I was recently in a group therapy session and we were sharing about our triggers and our trauma(s). We all shared.
Afterwards, one of my fellow group members said, to me-
"I don’t think yours is any worse than mine.”
I had shared about two suicides in my immediate family and finding my father’s brains and she shared about feeling lonely as the oldest of three with a mother who drank.
I had never once compared our lots in life.
She made it a point to liken our affairs.
Quite honestly, I am of two minds on this matter.
A part me, truly, my ego, and desperate self in need of validation, as I recall it, wanted to retort with this—
“Really, REALLY? Seriously!?! Seriously. You want to compare that to 50% of my entire nuclear family taking their own lives and the trauma that results from finding the bloody brains and bodily remains, the gory aftermath? I WISH that your trauma was mine.”
But the truth is—
She is right. Or, could be.
I don’t know how her trauma affected her. And if I am honest and true to what I have always said—
We can’t compare one another’s trauma because trauma is not about the event itself but about what happened within the person, how their mind and body failed to integrate it, metabolize it, locate it in the past. So that, as a result, the person feels bodily and mentally stuck and unsafe, from that moment in time.
But in the moment, I didn’t let the ego get the best of me and I instead affirmed her experiences, but I also said this—
I never compared them. You did.
We shouldn’t do that or feel that we have to do that. We have every right to own our experiences to consider what happened to us. To validate them for ourselves, whatever traumas we have. We will never get anywhere if we deny them, and I believe that one way that we do so is through this constant game of comparison and evaluation.

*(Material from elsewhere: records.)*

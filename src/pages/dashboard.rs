//! Dashboard page: greeting, backend stats, and the active subscription
//! count.

use leptos::prelude::*;
use leptos_router::components::A;

use crate::net::api::SharedApi;
use crate::services::subscriptions::load_dashboard;
use crate::state::auth::AuthState;
use crate::state::dashboard::DashboardState;
use crate::util::auth::AppRoute;

#[component]
pub fn DashboardPage() -> impl IntoView {
    let auth = expect_context::<RwSignal<AuthState>>();
    let api = expect_context::<SharedApi>();
    let state = RwSignal::new(DashboardState::default());

    if let Some(user) = auth.get_untracked().user {
        state.update(DashboardState::begin_load);
        leptos::task::spawn_local(async move {
            let result = load_dashboard(api.as_ref(), &user).await;
            state.try_update(|s| s.finish_load(result));
        });
    }

    let greeting = move || auth.with(|a| format!("Welcome, {}!", a.display_name().unwrap_or("there")));

    view! {
        <div class="dashboard-page">
            <h1>{greeting}</h1>
            <Show when=move || state.with(|s| s.error.is_some())>
                <p class="page-error">{move || state.with(|s| s.error.clone().unwrap_or_default())}</p>
            </Show>
            <Show
                when=move || !state.with(|s| s.loading)
                fallback=|| view! { <p class="page-status">"Loading dashboard..."</p> }
            >
                {move || {
                    state
                        .with(|s| s.summary.clone())
                        .map(|summary| {
                            view! {
                                <div class="dashboard-page__stats">
                                    <div class="stat-card stat-card--highlight">
                                        <span class="stat-card__value">{summary.active_subscriptions}</span>
                                        <span class="stat-card__title">"Active Subscriptions"</span>
                                    </div>
                                    {summary
                                        .stats
                                        .into_iter()
                                        .map(|stat| {
                                            view! {
                                                <div class="stat-card">
                                                    <span class="stat-card__value">{stat.value}</span>
                                                    <span class="stat-card__title">{stat.title}</span>
                                                </div>
                                            }
                                        })
                                        .collect::<Vec<_>>()}
                                </div>
                            }
                        })
                }}
            </Show>
            <div class="dashboard-page__actions">
                <A href=AppRoute::Plans.path()>"Browse Plans"</A>
                <A href=AppRoute::Subscriptions.path()>"My Subscriptions"</A>
            </div>
        </div>
    }
}
use super::*;
use crate::testing::user;

#[test]
fn begin_run_resets_rows_and_locks() {
    let mut board = ProbeBoard::default();
    assert_eq!(board.begin_run(), Some(1));
    assert!(board.running);
    assert_eq!(board.rows.len(), PROBE_TARGETS.len());
    assert!(board.rows.iter().all(|row| row.outcome.is_none()));
}

#[test]
fn second_run_refused_while_first_is_running() {
    let mut board = ProbeBoard::default();
    board.begin_run();
    assert_eq!(board.begin_run(), None);
    assert_eq!(board.run, 1);
}

#[test]
fn finished_run_allows_another() {
    let mut board = ProbeBoard::default();
    let first = board.begin_run().unwrap();
    assert!(board.finish(first, Ok(vec![user(1)])));
    assert!(!board.running);
    assert_eq!(board.begin_run(), Some(2));
    assert_eq!(board.users, None);
}

#[test]
fn stale_run_cannot_overwrite_newer_results() {
    let mut board = ProbeBoard::default();
    let old = board.begin_run().unwrap();
    board.finish(old, Err("offline".to_owned()));
    let current = board.begin_run().unwrap();

    assert!(board.record(current, 0, "200 (5ms) - JSON response".to_owned()));
    assert!(!board.record(old, 0, "500 (900ms) - non-JSON response".to_owned()));
    assert!(!board.finish(old, Ok(Vec::new())));

    assert_eq!(board.rows[0].outcome.as_deref(), Some("200 (5ms) - JSON response"));
    assert!(board.running);
    assert_eq!(board.users, None);
}

#[test]
fn record_ignores_out_of_range_rows() {
    let mut board = ProbeBoard::default();
    let run = board.begin_run().unwrap();
    assert!(!board.record(run, PROBE_TARGETS.len(), "x".to_owned()));
}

We have every right to own our own experiences. To testify to them, to allow others to bear witness to them, to claim whether they were trauma for us/within us or not.

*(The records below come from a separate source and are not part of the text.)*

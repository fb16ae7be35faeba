//! Client-side form validation.
//!
//! Field validators are pure and cheap enough to run on every keystroke. The
//! email rule is a business allow-list of domain suffixes, not general address
//! validation. The password rule caps length at ten characters and has no
//! minimum.

#[cfg(test)]
#[path = "validate_test.rs"]
mod validate_test;

use std::sync::LazyLock;

use regex::Regex;

use crate::net::types::{LoginRequest, RegisterRequest};

pub const MAX_PASSWORD_LEN: usize = 10;
pub const MIN_USERNAME_LEN: usize = 3;
pub const MAX_USERNAME_LEN: usize = 20;

/// Symbols that satisfy the "number or special character" password rule.
pub const PASSWORD_SYMBOLS: &str = r#"!@#$%^&*()_+-=[]{};':"\|,.<>/?"#;

static EMAIL_SHAPE: LazyLock<Regex> = LazyLock::new(|| {
    Regex::new(r"^[^\s@]+@[^\s@]+\.[^\s@]+$").expect("email shape regex is valid")
});

static EMAIL_ALLOWED: LazyLock<Regex> = LazyLock::new(|| {
    Regex::new(
        r"(?i)^[^\s@]+@[^\s@]+\.(com|me|co\.ke|org|net|edu|gov|mil|int|info|biz|name|pro|aero|coop|museum)$",
    )
    .expect("email domain regex is valid")
});

#[derive(Clone, Copy, Debug, PartialEq, Eq, thiserror::Error)]
pub enum EmailError {
    #[error("Email is required")]
    Required,
    #[error("Email must be in format 'example@domain.com'")]
    Format,
    #[error("Email must have a valid domain (.com, .me, .co.ke, etc.)")]
    Domain,
}

/// Password rules, in the order they are checked.
#[derive(Clone, Copy, Debug, PartialEq, Eq, thiserror::Error)]
pub enum PasswordError {
    #[error("Password is required")]
    Required,
    #[error("Password must not exceed 10 characters")]
    TooLong,
    #[error("Password must include at least one uppercase letter")]
    MissingUppercase,
    #[error("Password must include at least one lowercase letter")]
    MissingLowercase,
    #[error("Password must include at least one number or special character")]
    MissingDigitOrSymbol,
}

#[derive(Clone, Copy, Debug, PartialEq, Eq, thiserror::Error)]
pub enum UsernameError {
    #[error("Username is required")]
    Required,
    #[error("Username must be at least 3 characters")]
    TooShort,
    #[error("Username must not exceed 20 characters")]
    TooLong,
}

#[derive(Clone, Copy, Debug, PartialEq, Eq, thiserror::Error)]
pub enum ConfirmError {
    #[error("Confirm password is required")]
    Required,
    #[error("Passwords do not match")]
    Mismatch,
}

/// # Errors
///
/// Returns the first failed email rule.
pub fn validate_email(email: &str) -> Result<(), EmailError> {
    if email.is_empty() {
        return Err(EmailError::Required);
    }
    if !EMAIL_SHAPE.is_match(email) {
        return Err(EmailError::Format);
    }
    if !EMAIL_ALLOWED.is_match(email) {
        return Err(EmailError::Domain);
    }
    Ok(())
}

/// # Errors
///
/// Returns the first failed password rule; length is checked before content.
pub fn validate_password(password: &str) -> Result<(), PasswordError> {
    if password.is_empty() {
        return Err(PasswordError::Required);
    }
    if password.chars().count() > MAX_PASSWORD_LEN {
        return Err(PasswordError::TooLong);
    }
    if !password.chars().any(|c| c.is_ascii_uppercase()) {
        return Err(PasswordError::MissingUppercase);
    }
    if !password.chars().any(|c| c.is_ascii_lowercase()) {
        return Err(PasswordError::MissingLowercase);
    }
    if !password
        .chars()
        .any(|c| c.is_ascii_digit() || PASSWORD_SYMBOLS.contains(c))
    {
        return Err(PasswordError::MissingDigitOrSymbol);
    }
    Ok(())
}

/// # Errors
///
/// Returns the failed length rule for the trimmed username.
pub fn validate_username(username: &str) -> Result<(), UsernameError> {
    let len = username.trim().chars().count();
    if len == 0 {
        Err(UsernameError::Required)
    } else if len < MIN_USERNAME_LEN {
        Err(UsernameError::TooShort)
    } else if len > MAX_USERNAME_LEN {
        Err(UsernameError::TooLong)
    } else {
        Ok(())
    }
}

/// # Errors
///
/// Returns an error when `confirm` is empty or differs from `password`.
pub fn validate_confirm(password: &str, confirm: &str) -> Result<(), ConfirmError> {
    if confirm.is_empty() {
        Err(ConfirmError::Required)
    } else if confirm != password {
        Err(ConfirmError::Mismatch)
    } else {
        Ok(())
    }
}

#[derive(Clone, Debug, Default, PartialEq, Eq)]
pub struct LoginForm {
    pub email: String,
    pub password: String,
}

/// Per-field messages for the login form; `None` means the field is fine.
#[derive(Clone, Debug, Default, PartialEq, Eq)]
pub struct LoginErrors {
    pub email: Option<String>,
    pub password: Option<String>,
}

impl LoginErrors {
    #[must_use]
    pub fn is_empty(&self) -> bool {
        self.email.is_none() && self.password.is_none()
    }
}

/// Check the login form and build the request body.
///
/// Only presence is required of the password: accounts may predate the
/// registration policy.
///
/// # Errors
///
/// Returns the per-field messages when any field is invalid.
pub fn validate_login(form: &LoginForm) -> Result<LoginRequest, LoginErrors> {
    let email = form.email.trim();
    let errors = LoginErrors {
        email: validate_email(email).err().map(|e| e.to_string()),
        password: form
            .password
            .is_empty()
            .then(|| PasswordError::Required.to_string()),
    };
    if !errors.is_empty() {
        return Err(errors);
    }
    Ok(LoginRequest { email: email.to_owned(), password: form.password.clone() })
}

#[derive(Clone, Debug, Default, PartialEq, Eq)]
pub struct SignupForm {
    pub username: String,
    pub email: String,
    pub password: String,
    pub confirm: String,
}

#[derive(Clone, Debug, Default, PartialEq, Eq)]
pub struct SignupErrors {
    pub username: Option<String>,
    pub email: Option<String>,
    pub password: Option<String>,
    pub confirm: Option<String>,
}

impl SignupErrors {
    #[must_use]
    pub fn is_empty(&self) -> bool {
        self.username.is_none() && self.email.is_none() && self.password.is_none() && self.confirm.is_none()
    }
}

/// Check every signup field and build the request body.
///
/// # Errors
///
/// Returns the per-field messages when any field is invalid.
pub fn validate_signup(form: &SignupForm) -> Result<RegisterRequest, SignupErrors> {
    let username = form.username.trim();
    let email = form.email.trim();
    let errors = SignupErrors {
        username: validate_username(username).err().map(|e| e.to_string()),
        email: validate_email(email).err().map(|e| e.to_string()),
        password: validate_password(&form.password).err().map(|e| e.to_string()),
        confirm: validate_confirm(&form.password, &form.confirm)
            .err()
            .map(|e| e.to_string()),
    };
    if !errors.is_empty() {
        return Err(errors);
    }
    Ok(RegisterRequest {
        name: username.to_owned(),
        username: username.to_owned(),
        email: email.to_owned(),
        password: form.password.clone(),
    })
}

My most recent therapist said, “I always tell my clients that you are the professional on your life.”
This is true.
It doesn’t mean that we aren’t responsible for what happened to us. We are absolutely accountable to how we act and behave. We need to be responsible for our healing. That’s the really shitty and hard part. That while the wound may not be your fault, the healing is absolutely your responsibility.
Still—
It’s a privilege to be able to do so. To heal.
Even when it’s hard and I get tired of (having to do) it.
To heal means—I’m ready and willing to do so.
To engage in healing also implies that I can, that I have the brains and intellect and resources—financially, intellectually, emotionally/mentally, the capacity to do so.
I am re-engaging in Bodi workouts that offer modifications and bring together people with different bodies and abilities, at different levels.
And one of the things they frequently say, I also think applies here-
“You are not in competition with others, but with yourself.”
We would do well to remember that when we consider our own traumas and our own healing.
No one has a moratorium on suffering or ‘rightfully owns’ the patent on trauma.
Comparison is a hurdle, a stubborn roadblock, a detour, on your road to healing.